Imagine for a moment that it is the winter of 1979. Margaret Thacher is priming to be sworn in as Britain’s first female Prime Minister, Nottingham Forest have begun a season in which they would win the European Cup Final, and The Clash have just released their second album, London Calling.
Present-day. A lot has changed in the past forty years (sorry Nottingham), but as The Clash come on the radio and you crank up the volume on the touchscreen of your hybrid car, the lyrics bring you back in time. “London calling now don’t look to us, Phony Beatlemania has bitten the dust. London calling see we ain’t got no swing, ‘Cept for the ring of that truncheon thing,” sings the group, and you realize that some creations, some moments, will always remain iconic.

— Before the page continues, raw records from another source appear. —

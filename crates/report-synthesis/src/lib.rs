//! Assembles engine outputs into a markdown research report plus the
//! chart-ready series that back it.

pub mod chart;
pub mod fmt;
pub mod recommendation;

pub use chart::ChartData;
pub use recommendation::{recommend, Recommendation, RecommendationAction};

use analysis_core::MarketSnapshot;
use chrono::{DateTime, Utc};
use financial_metrics::FinancialMetrics;
use risk_analysis::{RiskMetrics, RiskRating};
use sentiment_analysis::{SentimentLabel, SentimentSummary};
use serde::{Deserialize, Serialize};
use technical_analysis::{TechnicalSnapshot, TrendDirection};
use valuation_engine::DcfValuation;

/// Engine outputs for one job. Any engine may have failed; its slot is then
/// None and the report degrades section by section.
#[derive(Debug, Clone, Default, Serialize, Deserialize)]
pub struct ReportInputs {
    pub metrics: Option<FinancialMetrics>,
    pub technicals: Option<TechnicalSnapshot>,
    pub risk: Option<RiskMetrics>,
    pub valuation: Option<DcfValuation>,
    pub sentiment: Option<SentimentSummary>,
}

#[derive(Debug, Clone, Serialize, Deserialize)]
pub struct ReportPayload {
    pub ticker: String,
    pub generated_at: DateTime<Utc>,
    pub markdown: String,
    pub recommendation: Recommendation,
    /// The raw engine outputs backing the narrative, for API consumers.
    pub engines: ReportInputs,
    pub chart_data: ChartData,
}

pub struct ReportGenerator;

impl ReportGenerator {
    pub fn generate(snapshot: &MarketSnapshot, inputs: &ReportInputs) -> ReportPayload {
        tracing::info!("Generating report for {}", snapshot.ticker);

        let upside = inputs.valuation.as_ref().and_then(|v| v.upside);
        let rating = inputs
            .risk
            .as_ref()
            .map(|r| r.rating)
            .unwrap_or(RiskRating::Unknown);
        let (label, has_sentiment) = match &inputs.sentiment {
            Some(s) => (s.label, !s.no_data),
            None => (SentimentLabel::Neutral, false),
        };
        let recommendation = recommend(upside, rating, &label, has_sentiment);

        let markdown = render_markdown(snapshot, inputs, &recommendation);

        ReportPayload {
            ticker: snapshot.ticker.clone(),
            generated_at: Utc::now(),
            markdown,
            recommendation,
            engines: inputs.clone(),
            chart_data: ChartData::from_snapshot(snapshot),
        }
    }
}

fn render_markdown(
    snapshot: &MarketSnapshot,
    inputs: &ReportInputs,
    recommendation: &Recommendation,
) -> String {
    let mut md = String::new();

    overview_section(&mut md, snapshot, inputs, recommendation);
    valuation_section(&mut md, inputs);
    growth_section(&mut md, inputs);
    financial_health_section(&mut md, inputs);
    technical_section(&mut md, inputs);
    risk_section(&mut md, inputs);
    sentiment_section(&mut md, inputs);
    recommendation_section(&mut md, recommendation);

    md
}

fn overview_section(
    md: &mut String,
    snapshot: &MarketSnapshot,
    inputs: &ReportInputs,
    recommendation: &Recommendation,
) {
    let name = snapshot
        .profile
        .company_name
        .as_deref()
        .unwrap_or(&snapshot.ticker);
    md.push_str(&format!("# Equity Research Report: {}\n\n", snapshot.ticker));
    md.push_str(&format!(
        "**{}** | Price: {} | DCF Value: {}\n\n",
        recommendation.action.as_str(),
        fmt::currency(snapshot.latest_close()),
        fmt::currency(
            inputs
                .valuation
                .as_ref()
                .and_then(|v| v.intrinsic_value_per_share)
        ),
    ));
    md.push_str("## Overview\n\n");
    md.push_str(&format!("- **Company:** {}\n", name));
    if let Some(sector) = &snapshot.profile.sector {
        md.push_str(&format!("- **Sector:** {}\n", sector));
    }
    if let Some(industry) = &snapshot.profile.industry {
        md.push_str(&format!("- **Industry:** {}\n", industry));
    }
    md.push_str(&format!(
        "- **Current Price:** {}\n",
        fmt::currency(snapshot.latest_close())
    ));
    md.push_str(&format!(
        "- **Market Cap:** {}\n",
        fmt::large_number(snapshot.profile.market_cap)
    ));
    if let Some(m) = &inputs.metrics {
        md.push_str(&format!(
            "- **P/E Ratio:** {}\n",
            fmt::ratio(m.valuation.pe_ratio)
        ));
    }
    md.push('\n');
}

fn valuation_section(md: &mut String, inputs: &ReportInputs) {
    md.push_str("## Valuation\n\n");
    let valuation = match &inputs.valuation {
        Some(v) => v,
        None => {
            md.push_str("Valuation analysis unavailable.\n\n");
            return;
        }
    };

    md.push_str(&format!(
        "- **Intrinsic Value (DCF):** {}\n",
        fmt::currency(valuation.intrinsic_value_per_share)
    ));
    md.push_str(&format!(
        "- **Current Price:** {}\n",
        fmt::currency(valuation.current_price)
    ));
    md.push_str(&format!("- **Upside:** {}\n", fmt::percent(valuation.upside)));
    md.push_str(&format!("- **WACC:** {}\n", fmt::percent(valuation.wacc)));
    md.push_str(&format!(
        "- **FCF Growth Assumption:** {}\n",
        fmt::percent(valuation.growth_rate_used)
    ));

    if let Some(m) = &inputs.metrics {
        md.push_str(&format!(
            "- **P/B:** {} | **P/S:** {} | **EV/EBITDA:** {} | **PEG:** {}\n",
            fmt::ratio(m.valuation.pb_ratio),
            fmt::ratio(m.valuation.ps_ratio),
            fmt::ratio(m.valuation.ev_ebitda),
            fmt::ratio(m.valuation.peg_ratio),
        ));
    }
    md.push('\n');
}

fn growth_section(md: &mut String, inputs: &ReportInputs) {
    md.push_str("## Growth\n\n");
    let metrics = match &inputs.metrics {
        Some(m) => m,
        None => {
            md.push_str("Growth analysis unavailable.\n\n");
            return;
        }
    };

    md.push_str(&format!(
        "- **Revenue Growth (YoY):** {}\n",
        fmt::percent(metrics.growth.revenue_growth)
    ));
    md.push_str(&format!(
        "- **Net Income Growth (YoY):** {}\n",
        fmt::percent(metrics.growth.net_income_growth)
    ));
    md.push_str(&format!(
        "- **EPS Growth (YoY):** {}\n",
        fmt::percent(metrics.growth.eps_growth)
    ));
    md.push('\n');
}

fn financial_health_section(md: &mut String, inputs: &ReportInputs) {
    md.push_str("## Financial Health\n\n");
    let m = match &inputs.metrics {
        Some(m) => m,
        None => {
            md.push_str("Fundamental analysis unavailable.\n\n");
            return;
        }
    };

    md.push_str(&format!(
        "- **Gross Margin:** {} | **Operating Margin:** {} | **Net Margin:** {}\n",
        fmt::percent(m.profitability.gross_margin),
        fmt::percent(m.profitability.operating_margin),
        fmt::percent(m.profitability.net_margin),
    ));
    md.push_str(&format!(
        "- **ROE:** {} | **ROA:** {} | **ROIC:** {}\n",
        fmt::percent(m.profitability.roe),
        fmt::percent(m.profitability.roa),
        fmt::percent(m.profitability.roic),
    ));
    md.push_str(&format!(
        "- **Current Ratio:** {} | **Quick Ratio:** {}\n",
        fmt::ratio(m.liquidity.current_ratio),
        fmt::ratio(m.liquidity.quick_ratio),
    ));
    md.push_str(&format!(
        "- **Debt/Equity:** {} | **Interest Coverage:** {}\n",
        fmt::ratio(m.leverage.de_ratio),
        fmt::ratio(m.leverage.interest_coverage),
    ));
    md.push_str(&format!(
        "- **FCF Yield:** {} | **Dividend Yield:** {} | **Payout Ratio:** {}\n",
        fmt::percent(m.cash_flow.fcf_yield),
        fmt::percent(m.dividends.dividend_yield),
        fmt::percent(m.dividends.payout_ratio),
    ));
    md.push('\n');
}

fn technical_section(md: &mut String, inputs: &ReportInputs) {
    md.push_str("## Technical Analysis\n\n");
    let t = match &inputs.technicals {
        Some(t) => t,
        None => {
            md.push_str("Technical analysis unavailable.\n\n");
            return;
        }
    };

    md.push_str(&format!(
        "- **SMA 20/50/200:** {} / {} / {}\n",
        fmt::currency(t.moving_averages.sma_20),
        fmt::currency(t.moving_averages.sma_50),
        fmt::currency(t.moving_averages.sma_200),
    ));
    md.push_str(&format!("- **RSI (14):** {}\n", fmt::ratio(t.rsi_14)));
    md.push_str(&format!(
        "- **MACD:** {} | **Signal:** {} | **Histogram:** {}\n",
        fmt::ratio(t.macd.macd_line),
        fmt::ratio(t.macd.signal_line),
        fmt::ratio(t.macd.histogram),
    ));
    md.push_str(&format!(
        "- **Bollinger Bands:** {} / {} / {}\n",
        fmt::currency(t.bollinger.upper),
        fmt::currency(t.bollinger.middle),
        fmt::currency(t.bollinger.lower),
    ));
    md.push_str(&format!("- **ATR (14):** {}\n", fmt::ratio(t.atr_14)));
    md.push_str(&format!(
        "- **Momentum (ROC 5d/20d/60d):** {} / {} / {}\n",
        fmt::percent_points(t.momentum.roc_5d),
        fmt::percent_points(t.momentum.roc_20d),
        fmt::percent_points(t.momentum.roc_60d),
    ));
    md.push_str(&format!(
        "- **Avg Volume (20d/50d):** {} / {} ({})\n",
        fmt::quantity(t.volume.avg_volume_20),
        fmt::quantity(t.volume.avg_volume_50),
        t.volume.trend.as_str(),
    ));
    md.push_str(&format!(
        "- **52-Week Range:** {} - {}\n",
        fmt::currency(t.support_resistance.low_52_week),
        fmt::currency(t.support_resistance.high_52_week),
    ));
    md.push_str(&format!(
        "- **20-Day Support/Resistance:** {} / {}\n",
        fmt::currency(t.support_resistance.low_20_day),
        fmt::currency(t.support_resistance.high_20_day),
    ));

    if !t.signals.is_empty() {
        md.push_str("\n**Signals:**\n\n");
        for signal in &t.signals {
            let marker = match signal.direction {
                TrendDirection::Bullish => "[+]",
                TrendDirection::Bearish => "[-]",
                TrendDirection::Neutral => "[=]",
            };
            md.push_str(&format!("- {} {}\n", marker, signal.label));
        }
    }
    md.push('\n');
}

fn risk_section(md: &mut String, inputs: &ReportInputs) {
    md.push_str("## Risk\n\n");
    let r = match &inputs.risk {
        Some(r) => r,
        None => {
            md.push_str("Risk analysis unavailable.\n\n");
            return;
        }
    };

    md.push_str(&format!("- **Risk Rating:** {}\n", r.rating.as_str()));
    md.push_str(&format!(
        "- **Annualized Volatility:** {}\n",
        fmt::percent(r.annual_volatility)
    ));
    md.push_str(&format!("- **Beta:** {}\n", fmt::ratio(r.beta)));
    md.push_str(&format!(
        "- **Sharpe Ratio:** {} | **Sortino Ratio:** {}\n",
        fmt::ratio(r.sharpe_ratio),
        fmt::ratio(r.sortino_ratio),
    ));
    md.push_str(&format!(
        "- **Max Drawdown:** {}\n",
        fmt::percent(r.max_drawdown)
    ));
    md.push_str(&format!(
        "- **VaR 95% (1-day):** {} historical, {} parametric\n",
        fmt::percent(r.var_historical_95),
        fmt::percent(r.var_parametric_95),
    ));
    md.push('\n');
}

fn sentiment_section(md: &mut String, inputs: &ReportInputs) {
    md.push_str("## Sentiment\n\n");
    let s = match &inputs.sentiment {
        Some(s) if !s.no_data => s,
        _ => {
            md.push_str("No recent news coverage available.\n\n");
            return;
        }
    };

    md.push_str(&format!(
        "- **Overall Sentiment:** {} ({:.3})\n",
        s.label.as_str(),
        s.average_compound
    ));
    md.push_str(&format!(
        "- **Articles Analyzed:** {} ({} positive, {} negative, {} neutral)\n",
        s.analyzed_count, s.positive_count, s.negative_count, s.neutral_count,
    ));
    md.push('\n');
}

fn recommendation_section(md: &mut String, recommendation: &Recommendation) {
    md.push_str("## Recommendation\n\n");
    md.push_str(&format!(
        "**{}** (confidence: {}%)\n\n",
        recommendation.action.as_str(),
        recommendation.confidence
    ));
    md.push_str("---\n\n");
    md.push_str(
        "*This report is generated automatically from public market data and \
         does not constitute investment advice.*\n",
    );
}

Who knew then that London Calling would become one of the most influential pieces of work of the 20th century? Almost immediately, the album was viewed as a gem of the early ’80s: a sign of the lasting musical impact of the punk movement and a symbol for a changing and rebellious London. But today, its legacy persists – celebrated for its mix of styles (from punk to reggae to rockabilly to hard rock), rebellious and politically charged lyrics, and far-reaching influence on the alt-rock movement.
In the spirit of this grand influence, The London Museum has commemorated the unforgettable album with its latest cultural exhibit, appropriately titled “London Calling.”
The exhibit is chock-full of original artifacts documenting the band’s incredible creative process, as well as unique moments that have shaped the band’s influence. Those interested in the lyricism will be pleased to see lead vocalist Joe Strummer’s typewriter, which he used to document the band’s ideas and lyrics, or the notebook in which he documented the recording process.
The more musically inclined should look out for Mick Jones’ album sequencing notes, and those fascinated by iconic moments in rock history (or those who are just keen for a little rebelling) will be drawn to Paul Simonon’s broken Fender Precision Bass, which, in September 1979, he memorably smashed on stage at the Palladium in New York City.
The celebration will then continue on Saturday 14 December when the BFI will present a special screening of Don Letts’ 2000 film: ‘The Clash: Westway to the World’. The screening will be followed by a discussion with Letts, as well as Mick Jones and Paul Simonon.
Join the celebration of punk icons and remember how their musical bravery has informed our world today.
The exhibit itself can be viewed for free, through April 2020, at the Museum of London.